SUPPLIED MATERIAL ->
- Opening Delimiter -
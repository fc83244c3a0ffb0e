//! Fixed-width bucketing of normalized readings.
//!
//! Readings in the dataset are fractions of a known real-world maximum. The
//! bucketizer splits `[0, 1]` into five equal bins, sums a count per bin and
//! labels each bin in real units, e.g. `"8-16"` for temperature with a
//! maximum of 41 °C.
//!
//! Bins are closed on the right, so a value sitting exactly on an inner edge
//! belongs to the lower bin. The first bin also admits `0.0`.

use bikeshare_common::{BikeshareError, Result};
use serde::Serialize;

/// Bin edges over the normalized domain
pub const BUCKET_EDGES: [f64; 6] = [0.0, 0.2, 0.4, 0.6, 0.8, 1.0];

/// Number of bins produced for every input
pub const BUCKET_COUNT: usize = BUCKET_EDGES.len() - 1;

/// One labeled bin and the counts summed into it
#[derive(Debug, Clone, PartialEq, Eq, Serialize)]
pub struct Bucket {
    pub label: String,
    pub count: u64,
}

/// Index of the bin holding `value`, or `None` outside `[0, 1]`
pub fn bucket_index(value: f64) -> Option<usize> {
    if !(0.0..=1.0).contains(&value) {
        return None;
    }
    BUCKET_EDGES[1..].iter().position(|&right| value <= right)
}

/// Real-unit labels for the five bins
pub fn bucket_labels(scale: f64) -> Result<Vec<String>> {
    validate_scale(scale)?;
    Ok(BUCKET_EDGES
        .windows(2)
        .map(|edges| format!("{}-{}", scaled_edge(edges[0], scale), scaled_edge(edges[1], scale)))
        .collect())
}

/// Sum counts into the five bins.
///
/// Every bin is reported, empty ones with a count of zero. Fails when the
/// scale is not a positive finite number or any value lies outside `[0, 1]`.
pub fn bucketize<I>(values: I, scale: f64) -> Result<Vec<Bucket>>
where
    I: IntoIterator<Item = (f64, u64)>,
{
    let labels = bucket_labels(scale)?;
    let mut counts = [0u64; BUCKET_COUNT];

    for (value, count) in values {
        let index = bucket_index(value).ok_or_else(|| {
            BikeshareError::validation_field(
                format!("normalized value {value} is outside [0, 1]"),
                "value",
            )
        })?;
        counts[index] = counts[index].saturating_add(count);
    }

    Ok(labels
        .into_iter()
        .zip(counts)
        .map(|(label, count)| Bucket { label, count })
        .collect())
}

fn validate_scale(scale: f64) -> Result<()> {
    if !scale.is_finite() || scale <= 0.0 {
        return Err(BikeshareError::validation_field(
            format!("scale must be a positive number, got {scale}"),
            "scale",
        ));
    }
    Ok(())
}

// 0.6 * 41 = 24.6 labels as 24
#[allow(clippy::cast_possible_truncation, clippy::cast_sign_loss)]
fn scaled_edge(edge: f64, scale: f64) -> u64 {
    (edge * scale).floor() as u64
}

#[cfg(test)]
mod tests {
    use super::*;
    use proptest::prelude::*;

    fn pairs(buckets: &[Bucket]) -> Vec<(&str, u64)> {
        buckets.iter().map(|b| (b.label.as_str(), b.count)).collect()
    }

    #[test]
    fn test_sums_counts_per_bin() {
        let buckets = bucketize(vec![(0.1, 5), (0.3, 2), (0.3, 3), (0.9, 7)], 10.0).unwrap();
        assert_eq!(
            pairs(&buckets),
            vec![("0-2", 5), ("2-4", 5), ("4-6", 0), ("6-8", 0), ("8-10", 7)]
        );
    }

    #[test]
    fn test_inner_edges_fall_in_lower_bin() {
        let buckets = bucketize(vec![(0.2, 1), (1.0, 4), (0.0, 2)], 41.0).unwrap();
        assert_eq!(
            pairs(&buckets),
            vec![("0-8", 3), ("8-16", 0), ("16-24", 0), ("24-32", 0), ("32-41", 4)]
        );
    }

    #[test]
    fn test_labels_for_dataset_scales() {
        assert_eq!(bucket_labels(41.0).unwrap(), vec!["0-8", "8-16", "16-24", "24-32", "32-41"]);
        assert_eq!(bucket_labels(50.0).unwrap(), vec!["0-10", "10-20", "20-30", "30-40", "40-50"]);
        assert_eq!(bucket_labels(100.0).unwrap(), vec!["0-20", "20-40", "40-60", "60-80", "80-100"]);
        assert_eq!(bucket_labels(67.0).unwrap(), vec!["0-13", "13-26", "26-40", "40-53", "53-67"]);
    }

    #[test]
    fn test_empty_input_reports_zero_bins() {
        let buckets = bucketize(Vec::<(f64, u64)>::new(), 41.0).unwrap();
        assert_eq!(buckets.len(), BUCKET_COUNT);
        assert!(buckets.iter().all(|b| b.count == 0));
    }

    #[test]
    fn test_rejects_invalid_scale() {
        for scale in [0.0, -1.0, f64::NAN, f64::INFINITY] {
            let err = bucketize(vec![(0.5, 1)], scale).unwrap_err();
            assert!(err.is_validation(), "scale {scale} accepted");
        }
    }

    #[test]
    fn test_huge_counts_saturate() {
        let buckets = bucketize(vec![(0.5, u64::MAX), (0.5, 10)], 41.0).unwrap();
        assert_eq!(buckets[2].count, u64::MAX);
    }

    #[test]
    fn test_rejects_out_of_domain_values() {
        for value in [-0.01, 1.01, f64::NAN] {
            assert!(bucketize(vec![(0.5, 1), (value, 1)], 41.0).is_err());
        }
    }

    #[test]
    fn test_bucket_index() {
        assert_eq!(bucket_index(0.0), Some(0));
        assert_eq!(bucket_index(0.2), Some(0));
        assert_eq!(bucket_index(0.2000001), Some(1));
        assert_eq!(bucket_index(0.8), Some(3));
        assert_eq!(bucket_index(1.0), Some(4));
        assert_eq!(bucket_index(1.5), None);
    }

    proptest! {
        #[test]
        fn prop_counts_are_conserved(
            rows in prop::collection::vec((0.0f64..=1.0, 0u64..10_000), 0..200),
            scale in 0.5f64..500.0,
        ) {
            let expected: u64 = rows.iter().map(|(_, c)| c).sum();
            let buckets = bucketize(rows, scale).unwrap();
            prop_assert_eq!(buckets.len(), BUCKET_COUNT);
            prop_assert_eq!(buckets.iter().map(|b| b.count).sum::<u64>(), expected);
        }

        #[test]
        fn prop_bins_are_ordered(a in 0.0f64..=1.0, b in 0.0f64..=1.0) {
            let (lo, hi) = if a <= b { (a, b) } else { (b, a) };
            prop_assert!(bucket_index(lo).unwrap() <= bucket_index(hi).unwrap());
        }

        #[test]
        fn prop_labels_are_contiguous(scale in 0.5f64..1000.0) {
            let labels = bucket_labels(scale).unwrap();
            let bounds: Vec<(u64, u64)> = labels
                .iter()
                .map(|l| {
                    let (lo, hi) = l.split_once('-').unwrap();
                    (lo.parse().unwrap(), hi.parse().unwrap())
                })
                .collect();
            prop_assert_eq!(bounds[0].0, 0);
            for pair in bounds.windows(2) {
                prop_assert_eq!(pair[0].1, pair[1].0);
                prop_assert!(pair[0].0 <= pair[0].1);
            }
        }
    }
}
- Closing Delimiter -
WHAT IS NEEDED -> Everything starting at the line containing "let index = bucket_index(value).ok_or_else(||" and ending at the line containing "if !scale.is_finite() ||" in the records above should be repeated exactly, and only that.

PROBLEM SOLUTION ->
        let index = bucket_index(value).ok_or_else(|| {
            BikeshareError::validation_field(
                format!("normalized value {value} is outside [0, 1]"),
                "value",
            )
        })?;
        counts[index] = counts[index].saturating_add(count);
    }

    Ok(labels
        .into_iter()
        .zip(counts)
        .map(|(label, count)| Bucket { label, count })
        .collect())
}

fn validate_scale(scale: f64) -> Result<()> {
    if !scale.is_finite() || scale <= 0.0 {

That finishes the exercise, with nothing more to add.